[Stored entries]
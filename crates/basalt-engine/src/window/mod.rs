//! Window construction parameters.
//!
//! The event loop stays with the application; this module only describes the
//! window it should create.

mod config;

pub use config::{WindowConfig, WindowMode};
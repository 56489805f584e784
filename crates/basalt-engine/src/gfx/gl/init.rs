use glam::Vec4;

/// Initialization parameters for the OpenGL backend.
///
/// Keep this structure minimal. Add flags only when a concrete driver or
/// platform requirement exists.
#[derive(Debug, Clone)]
pub struct GlInit {
    /// Lowest core version accepted, as `(major, minor)`.
    ///
    /// The default is 4.3, the first core version with explicit uniform
    /// locations. The built-in text shaders rely on them. The backend calls
    /// alone would run on 3.3.
    pub min_version: (u32, u32),

    /// Initial clear color, applied once during construction.
    pub clear_color: Vec4,
}

impl Default for GlInit {
    fn default() -> Self {
        Self {
            min_version: (4, 3),
            clear_color: Vec4::new(0.0, 0.0, 0.0, 1.0),
        }
    }
}

/// Device limits queried once at construction.
#[derive(Debug, Copy, Clone, Eq, PartialEq)]
pub struct GlLimits {
    /// Entries accepted by `set_draw_buffers`.
    pub max_draw_buffers: usize,
    pub max_color_attachments: usize,
    pub max_vertex_attributes: u32,
    /// Texture units addressable by `activate_texture_2d`.
    pub max_texture_units: u32,
}
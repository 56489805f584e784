//! Portable capability values ↔ OpenGL enums.
//!
//! Every mapping is total in the portable → native direction. The reverse
//! direction rejects native values outside the portable set.

use crate::gfx::caps::{
    AttributeType, ClearMask, DrawMode, Filter, FramebufferAttachment, FramebufferTarget, PixelFormat,
    PixelType, ShaderStage, WrapMode,
};

/// Lossless translation between a capability enum and a GL enum value.
pub trait GlEnum: Sized + Copy {
    fn to_gl(self) -> u32;

    fn from_gl(raw: u32) -> Option<Self>;
}

macro_rules! gl_enum {
    ($ty:ty { $($variant:ident => $gl:expr),+ $(,)? }) => {
        impl GlEnum for $ty {
            fn to_gl(self) -> u32 {
                match self {
                    $(<$ty>::$variant => $gl,)+
                }
            }

            fn from_gl(raw: u32) -> Option<Self> {
                $(if raw == $gl { return Some(<$ty>::$variant); })+
                None
            }
        }
    };
}

gl_enum!(ShaderStage {
    Vertex => glow::VERTEX_SHADER,
    Fragment => glow::FRAGMENT_SHADER,
});

gl_enum!(AttributeType {
    Int => glow::INT,
    Float => glow::FLOAT,
});

gl_enum!(DrawMode {
    Points => glow::POINTS,
    Lines => glow::LINES,
    LineStrip => glow::LINE_STRIP,
    LineLoop => glow::LINE_LOOP,
    Triangles => glow::TRIANGLES,
    TriangleStrip => glow::TRIANGLE_STRIP,
    TriangleFan => glow::TRIANGLE_FAN,
});

// Data layout of uploaded pixels. Storage layout is `internal_format_gl`.
gl_enum!(PixelFormat {
    R => glow::RED,
    Rg => glow::RG,
    Rgb => glow::RGB,
    Bgr => glow::BGR,
    Rgba => glow::RGBA,
    Bgra => glow::BGRA,
    DepthComponent => glow::DEPTH_COMPONENT,
});

gl_enum!(PixelType {
    UByte => glow::UNSIGNED_BYTE,
    Byte => glow::BYTE,
    UShort => glow::UNSIGNED_SHORT,
    Short => glow::SHORT,
    UInt => glow::UNSIGNED_INT,
    Int => glow::INT,
    Float => glow::FLOAT,
});

gl_enum!(Filter {
    Nearest => glow::NEAREST,
    Linear => glow::LINEAR,
    NearestMipmapNearest => glow::NEAREST_MIPMAP_NEAREST,
    LinearMipmapNearest => glow::LINEAR_MIPMAP_NEAREST,
    NearestMipmapLinear => glow::NEAREST_MIPMAP_LINEAR,
    LinearMipmapLinear => glow::LINEAR_MIPMAP_LINEAR,
});

gl_enum!(WrapMode {
    ClampToEdge => glow::CLAMP_TO_EDGE,
    MirroredRepeat => glow::MIRRORED_REPEAT,
    Repeat => glow::REPEAT,
});

gl_enum!(FramebufferAttachment {
    Color0 => glow::COLOR_ATTACHMENT0,
    Color1 => glow::COLOR_ATTACHMENT1,
    Color2 => glow::COLOR_ATTACHMENT2,
    Color3 => glow::COLOR_ATTACHMENT3,
    Color4 => glow::COLOR_ATTACHMENT4,
    Color5 => glow::COLOR_ATTACHMENT5,
    Color6 => glow::COLOR_ATTACHMENT6,
    Color7 => glow::COLOR_ATTACHMENT7,
    Depth => glow::DEPTH_ATTACHMENT,
    Stencil => glow::STENCIL_ATTACHMENT,
    DepthStencil => glow::DEPTH_STENCIL_ATTACHMENT,
});

gl_enum!(FramebufferTarget {
    Draw => glow::DRAW_FRAMEBUFFER,
    Read => glow::READ_FRAMEBUFFER,
    Both => glow::FRAMEBUFFER,
});

/// Storage layout passed as `internalformat` to `glTexImage2D`.
///
/// Channel order is a property of the uploaded data, not of the storage, so
/// the BGR variants are stored as their RGB counterparts. This lets every
/// `(internal_format, format)` pair be accepted by the driver.
pub fn internal_format_gl(format: PixelFormat) -> i32 {
    let raw = match format {
        PixelFormat::R => glow::RED,
        PixelFormat::Rg => glow::RG,
        PixelFormat::Rgb | PixelFormat::Bgr => glow::RGB,
        PixelFormat::Rgba | PixelFormat::Bgra => glow::RGBA,
        PixelFormat::DepthComponent => glow::DEPTH_COMPONENT,
    };
    raw as i32
}

impl GlEnum for ClearMask {
    fn to_gl(self) -> u32 {
        let mut bits = 0;
        if self.contains(ClearMask::COLOR) {
            bits |= glow::COLOR_BUFFER_BIT;
        }
        if self.contains(ClearMask::DEPTH) {
            bits |= glow::DEPTH_BUFFER_BIT;
        }
        if self.contains(ClearMask::STENCIL) {
            bits |= glow::STENCIL_BUFFER_BIT;
        }
        bits
    }

    fn from_gl(raw: u32) -> Option<Self> {
        let known = glow::COLOR_BUFFER_BIT | glow::DEPTH_BUFFER_BIT | glow::STENCIL_BUFFER_BIT;
        if raw & !known != 0 {
            return None;
        }
        let mut mask = ClearMask::empty();
        if raw & glow::COLOR_BUFFER_BIT != 0 {
            mask |= ClearMask::COLOR;
        }
        if raw & glow::DEPTH_BUFFER_BIT != 0 {
            mask |= ClearMask::DEPTH;
        }
        if raw & glow::STENCIL_BUFFER_BIT != 0 {
            mask |= ClearMask::STENCIL;
        }
        Some(mask)
    }
}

*TASK GOAL*. Read the entries and pick out all lines that include the word "Clone".

*RESPONSE TO THE TASK*.
#[derive(Debug, Clone)]
#[derive(Debug, Copy, Clone, Eq, PartialEq)]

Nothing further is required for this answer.